We were in Glacier for two months and when I came home I thought for sure it would be gone at this low price. I called and it was still available. Now I was even more suspect. We drove out and I crawled all over the beast. It had hardly been used. I was worried that mice may have been residing in it and chewed wiring. I was afraid some of the plumbing seals might be dried and cracked from lack of use. I was worried about the roof seal, generator and many other systems that suffer from lack of attention and use. I could find very little wrong with this unit. At forty grand it seemed like a good buy, but I just couldn't pull the trigger. A month later, in September, friends from Florida with the same model were visiting and they wanted to see it. I called and it was still available. We all went out. Took dozens of pictures, looked at all the many options the RV had, again climbed all over it, and again didn't make an offer.

We really liked the Jayco motorhome we had, it was paid for and we had recently put a lot of money into making it exactly the way we wanted it, with everything familiar and in working order. Did we have to get into a new relationship with a different rig?

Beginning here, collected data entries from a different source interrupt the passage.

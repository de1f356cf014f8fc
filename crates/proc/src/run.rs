// SPDX-License-Identifier: BUSL-1.1
// Copyright (c) 2026 Alfred Jean LLC

//! Single command execution with captured output.

use std::io::Write;
use std::path::{Path, PathBuf};
use std::process::Stdio;

use tracing::debug;

use crate::error::ProcError;

/// Exit code and captured streams from one invocation.
#[derive(Debug, Clone, PartialEq, Eq)]
pub struct CmdOutput {
    pub exit: i32,
    pub stdout: String,
    pub stderr: String,
}

impl CmdOutput {
    pub fn ok(&self) -> bool {
        self.exit == 0
    }
}

/// One external command.
///
/// Inherits the ambient environment, overlays the supplied keys, and
/// captures both streams. Checked by default: a non-zero exit becomes
/// [`ProcError::Failed`] carrying argv, exit code and stderr. Call
/// [`Cmd::unchecked`] when the caller wants to inspect the exit code
/// itself.
#[derive(Debug, Clone)]
pub struct Cmd {
    argv: Vec<String>,
    env: Vec<(String, String)>,
    check: bool,
    log: Option<PathBuf>,
}

impl Cmd {
    pub fn new<I, S>(argv: I) -> Self
    where
        I: IntoIterator<Item = S>,
        S: Into<String>,
    {
        Self {
            argv: argv.into_iter().map(Into::into).collect(),
            env: Vec::new(),
            check: true,
            log: None,
        }
    }

    pub fn env(mut self, key: impl Into<String>, value: impl Into<String>) -> Self {
        self.env.push((key.into(), value.into()));
        self
    }

    pub fn unchecked(mut self) -> Self {
        self.check = false;
        self
    }

    /// Append a per-invocation record to the given run log.
    pub fn log(mut self, path: &Path) -> Self {
        self.log = Some(path.to_path_buf());
        self
    }

    pub fn argv_line(&self) -> String {
        self.argv.join(" ")
    }

    pub fn run(&self) -> Result<CmdOutput, ProcError> {
        let (program, rest) = self.argv.split_first().ok_or(ProcError::EmptyArgv)?;
        debug!(argv = %self.argv_line(), "exec");

        let output = std::process::Command::new(program)
            .args(rest)
            .envs(self.env.iter().map(|(k, v)| (k.as_str(), v.as_str())))
            .stdin(Stdio::null())
            .output()
            .map_err(|source| ProcError::Spawn {
                program: program.clone(),
                source,
            })?;

        let out = CmdOutput {
            exit: output.status.code().unwrap_or(-1),
            stdout: String::from_utf8_lossy(&output.stdout).into_owned(),
            stderr: String::from_utf8_lossy(&output.stderr).into_owned(),
        };

        if let Some(log) = &self.log {
            append_record(log, &self.argv_line(), &out)?;
        }

        if self.check && out.exit != 0 {
            return Err(ProcError::Failed {
                argv: self.argv_line(),
                exit: out.exit,
                stderr: out.stderr,
            });
        }
        Ok(out)
    }
}

/// Append the three-line invocation record: the argv line, stdout, stderr.
pub(crate) fn append_record(path: &Path, argv_line: &str, out: &CmdOutput) -> Result<(), ProcError> {
    let map_err = |source| ProcError::Log {
        path: path.to_path_buf(),
        source,
    };
    let mut file = std::fs::OpenOptions::new()
        .create(true)
        .append(true)
        .open(path)
        .map_err(map_err)?;
    writeln!(file, "$ {argv_line}").map_err(map_err)?;
    writeln!(file, "{}", out.stdout.trim_end()).map_err(map_err)?;
    writeln!(file, "{}", out.stderr.trim_end()).map_err(map_err)?;
    Ok(())
}

#[cfg(test)]
#[path = "run_tests.rs"]
mod tests;
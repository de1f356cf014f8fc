// SPDX-License-Identifier: BUSL-1.1
// Copyright (c) 2026 Alfred Jean LLC

//! Error types for process execution.

use std::path::PathBuf;
use thiserror::Error;

#[derive(Debug, Error)]
pub enum ProcError {
    #[error("empty command")]
    EmptyArgv,

    #[error("failed to spawn {program}: {source}")]
    Spawn {
        program: String,
        #[source]
        source: std::io::Error,
    },

    /// A checked command exited non-zero.
    #[error("command failed with exit code {exit}: {argv}: {stderr}")]
    Failed {
        argv: String,
        exit: i32,
        stderr: String,
    },

    #[error("failed to open redirect target {path}: {source}")]
    Redirect {
        path: PathBuf,
        #[source]
        source: std::io::Error,
    },

    #[error("failed to append run log {path}: {source}")]
    Log {
        path: PathBuf,
        #[source]
        source: std::io::Error,
    },

    #[error("i/o error waiting on {argv}: {source}")]
    Wait {
        argv: String,
        #[source]
        source: std::io::Error,
    },
}
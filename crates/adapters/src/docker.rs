// SPDX-License-Identifier: BUSL-1.1
// Copyright (c) 2026 Alfred Jean LLC

//! The container runtime: database dumps and restores execute inside
//! the app's database container; status comes from `docker inspect`.

use ob_proc::{Cmd, Pipeline, ProcError};
use serde::{Deserialize, Serialize};
use std::path::Path;

const DOCKER_BIN: &str = "docker";

const TABLE_COUNT_SQL: &str =
    "SELECT count(*) FROM information_schema.tables WHERE table_schema = 'public'";

/// Inspection result for one configured container.
#[derive(Debug, Clone, PartialEq, Serialize)]
pub struct ContainerStatus {
    pub name: String,
    pub status: String,
    #[serde(skip_serializing_if = "Option::is_none")]
    pub health: Option<String>,
    #[serde(skip_serializing_if = "Option::is_none")]
    pub started_at: Option<String>,
    #[serde(skip_serializing_if = "Option::is_none")]
    pub image: Option<String>,
}

impl ContainerStatus {
    pub fn not_found(name: &str) -> Self {
        Self {
            name: name.to_string(),
            status: "not_found".to_string(),
            health: None,
            started_at: None,
            image: None,
        }
    }
}

#[derive(Debug, Clone, Copy, Default)]
pub struct Docker;

impl Docker {
    pub fn new() -> Self {
        Self
    }

    pub(crate) fn dump_stage(container: &str, user: &str, db: &str) -> Vec<String> {
        vec![
            DOCKER_BIN.to_string(),
            "exec".to_string(),
            container.to_string(),
            "pg_dump".to_string(),
            "-U".to_string(),
            user.to_string(),
            db.to_string(),
        ]
    }

    /// Stream a database dump through gzip into `out`:
    /// `docker exec <c> pg_dump -U <u> <db> | gzip > out`.
    pub fn dump_db(
        &self,
        container: &str,
        user: &str,
        db: &str,
        out: &Path,
        log: &Path,
    ) -> Result<(), ProcError> {
        Pipeline::new()
            .stage(Self::dump_stage(container, user, db))
            .stage(["gzip"])
            .stdout_to(out)
            .log(log)
            .run()?;
        Ok(())
    }

    /// Number of tables in the target database's public schema.
    ///
    /// A count that cannot be parsed reads as `u64::MAX` so callers
    /// treat the database as non-empty and refuse to overwrite it.
    pub fn table_count(
        &self,
        container: &str,
        user: &str,
        db: &str,
        log: &Path,
    ) -> Result<u64, ProcError> {
        let out = Cmd::new([
            DOCKER_BIN,
            "exec",
            container,
            "psql",
            "-U",
            user,
            "-d",
            db,
            "-tAc",
            TABLE_COUNT_SQL,
        ])
        .log(log)
        .run()?;
        Ok(out.stdout.trim().parse().unwrap_or(u64::MAX))
    }

    /// Stream a gzipped dump back into the container's SQL client:
    /// `gzip -dc <dump> | docker exec -i <c> psql -U <u> -d <db>`.
    pub fn restore_db(
        &self,
        container: &str,
        user: &str,
        db: &str,
        dump_gz: &Path,
        log: &Path,
    ) -> Result<(), ProcError> {
        Pipeline::new()
            .stage([
                "gzip".to_string(),
                "-dc".to_string(),
                dump_gz.to_string_lossy().into_owned(),
            ])
            .stage([
                DOCKER_BIN.to_string(),
                "exec".to_string(),
                "-i".to_string(),
                container.to_string(),
                "psql".to_string(),
                "-U".to_string(),
                user.to_string(),
                "-d".to_string(),
                db.to_string(),
            ])
            .log(log)
            .run()?;
        Ok(())
    }

    /// Inspect one container. Missing containers are a status, not an
    /// error.
    pub fn inspect(&self, name: &str) -> ContainerStatus {
        let out = Cmd::new([DOCKER_BIN, "inspect", name]).unchecked().run();
        match out {
            Ok(out) if out.ok() => {
                parse_inspect(name, &out.stdout).unwrap_or_else(|| ContainerStatus::not_found(name))
            }
            _ => ContainerStatus::not_found(name),
        }
    }
}

#[derive(Deserialize)]
struct InspectEntry {
    #[serde(rename = "State")]
    state: InspectState,
    #[serde(rename = "Config")]
    config: InspectConfig,
}

#[derive(Deserialize)]
struct InspectState {
    #[serde(rename = "Status")]
    status: String,
    #[serde(rename = "StartedAt", default)]
    started_at: Option<String>,
    #[serde(rename = "Health", default)]
    health: Option<InspectHealth>,
}

#[derive(Deserialize)]
struct InspectHealth {
    #[serde(rename = "Status")]
    status: String,
}

#[derive(Deserialize)]
struct InspectConfig {
    #[serde(rename = "Image")]
    image: String,
}

pub(crate) fn parse_inspect(name: &str, json: &str) -> Option<ContainerStatus> {
    let entries: Vec<InspectEntry> = serde_json::from_str(json).ok()?;
    let entry = entries.into_iter().next()?;
    Some(ContainerStatus {
        name: name.to_string(),
        status: entry.state.status,
        health: entry.state.health.map(|h| h.status),
        started_at: entry.state.started_at,
        image: Some(entry.config.image),
    })
}

#[cfg(test)]
#[path = "docker_tests.rs"]
mod tests;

I THOUGHT WE HAD MADE A GOOD DECISION and forgot about it. In January, my wife said, "Email the guy and see if he sold it so we can forget about it and delete all these pictures off the laptop." I did and received an immediate response from his ex-wife. She never wanted the thing in the first place and ended up with it in the divorce. She said she was a very motivated seller, but she had relocated the motorhome 900 miles away. I made her an offer and she immediately took it. I was confident that the unit had little wrong with it, she was a wonderful person to do business with, and it was right on our way to Arizona/New Mexico anyway. When we picked it up it was full of gas (75 gallons), propane, three new batteries and clean as a whistle. She said her husband might have used the refrigerator for popsicles once.

I immediately took it to a local service center and had it checked out, the fluids changed and the brakes checked. They could find nothing wrong.

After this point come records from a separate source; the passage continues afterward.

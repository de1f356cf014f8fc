// SPDX-License-Identifier: BUSL-1.1
// Copyright (c) 2026 Alfred Jean LLC

// Allow panic!/unwrap/expect in test code
#![cfg_attr(test, allow(clippy::panic))]
#![cfg_attr(test, allow(clippy::unwrap_used))]
#![cfg_attr(test, allow(clippy::expect_used))]

//! ob-adapters: the agent's external collaborators.
//!
//! Each adapter owns the argv construction for one tool — the
//! deduplicating snapshot store (restic), the container runtime
//! (docker), the archiver (tar + zstd, gzip), recipient encryption
//! (age), and off-site sync (rclone) — and executes it through
//! `ob-proc`. Config-sourced values (container names, users, remotes)
//! are untrusted and only ever appear as single argv elements.

pub mod agekey;
pub mod archive;
pub mod docker;
pub mod rclone;
pub mod restic;

pub use agekey::AgeTool;
pub use archive::Archiver;
pub use docker::{ContainerStatus, Docker};
pub use rclone::Rclone;
pub use restic::{Restic, ResticError, Retention, Snapshot};
// SPDX-License-Identifier: BUSL-1.1
// Copyright (c) 2026 Alfred Jean LLC

//! The validate pipeline: artifact re-hash, archive self-tests, and a
//! repo subset check.
//!
//! All artifact checks are collected before anything is judged — a bad
//! artifact yields `ok: false` in the report rather than aborting the
//! job. Only a repo-check execution failure fails the job itself.

use crate::backup::sha256_file;
use crate::deps::EngineDeps;
use crate::error::PipelineError;
use crate::orchestrator::JobCtx;
use ob_core::{Manifest, ValidateReq};
use std::path::Path;

/// How much of the repo check output lands in the result.
const REPO_CHECK_TAIL: usize = 1_000;

pub fn run(
    deps: &EngineDeps,
    ctx: &JobCtx,
    req: &ValidateReq,
) -> Result<serde_json::Value, PipelineError> {
    let log = ctx.log_path.as_path();

    let mut checks: Vec<serde_json::Value> = Vec::new();
    let mut all_ok = true;

    if let Some(run_id) = &req.run_id {
        let manifest = Manifest::load(&deps.paths.manifest_path(run_id))?;
        for artifact in &manifest.artifacts {
            let ok = check_artifact(deps, &artifact.path, &artifact.sha256, log);
            all_ok &= ok;
            checks.push(serde_json::json!({
                "path": artifact.path,
                "ok": ok,
            }));
        }
    }

    let repo = deps.restic.check_subset(log)?;
    let combined = format!("{}{}", repo.stdout, repo.stderr);

    Ok(serde_json::json!({
        "ok": all_ok,
        "checks": checks,
        "repo_check": tail(&combined, REPO_CHECK_TAIL),
    }))
}

/// One artifact's verdict: present, hash unchanged, and (for archives)
/// self-test clean.
fn check_artifact(deps: &EngineDeps, path: &Path, expected_sha256: &str, log: &Path) -> bool {
    if !path.exists() {
        return false;
    }
    match sha256_file(path) {
        Ok(actual) if actual == expected_sha256 => {}
        _ => return false,
    }

    let name = path.to_string_lossy();
    if name.ends_with(".gz") {
        return deps.archiver.gzip_test(path, log).is_ok();
    }
    if name.ends_with(".tar.zst") {
        return deps.archiver.selftest(path, log).is_ok();
    }
    // Encrypted bundles and anything else: the hash is the check.
    true
}

/// The last `n` bytes of `s`, nudged forward to a char boundary.
pub(crate) fn tail(s: &str, n: usize) -> &str {
    if s.len() <= n {
        return s;
    }
    let mut start = s.len() - n;
    while !s.is_char_boundary(start) {
        start += 1;
    }
    &s[start..]
}

#[cfg(test)]
#[path = "validate_tests.rs"]
mod tests;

I guess the moral of the RV shopping story is to take your time, make no rash, impulse buying decisions, look for a unit that is loaded with options you don't have to buy later, and put an effort into dealing with sellers you feel comfortable with. Also, study enough models to know what you want, then narrow your search so that you can compare apples to apples. Know what to look for as problem areas, such as roof leaks, plumbing seals, appliance functions, engine systems, etc.

Now for "The Rest of the Story," as my old friend Paul Harvey used to say. When I was in high school I worked for Warner Trailer Sales in Pontiac, Michigan, the largest Airstream dealer in the country. If I could find a dealership and repair facility that even came close to the way they treated customers I would think I had died and gone to heaven. Maybe one exists, but I haven't found it yet. Fair, courteous, friendly, reasonable, and just plain squared-away. If you know of such a place, share it with the rest of us.

Although I haven't found a dealer/service center that fits that bill, I did find a manufacturer. With the few things I found wrong with our new Winnebago, we decided to make a pit stop at the factory in Forest City, IA on the way home this spring. I found that the awning had never been used and the material was rotted. I called ahead and was told they were two weeks out for an appointment, but that we could show up and they would fit us in. When we arrived at the customer service counter, we ran into smiling, genuinely friendly people who wanted to help. They set our appointment for the next morning, gave us hookups in a park-like setting next to customer service, offered wifi, coffee, games, reading room, parts store and a great group of other Winnebago owners going through the same process. We felt right at home.

Then there is the town. More friendly people. We could walk uptown by sidewalk, or down along the Winnebago River by bike trail.

The next morning we were assigned a technician who came out and talked to us about the new awning and answered all the other questions I had about the rig. He then drove off with the motorhome for the day. He said he would return with it at 3:30.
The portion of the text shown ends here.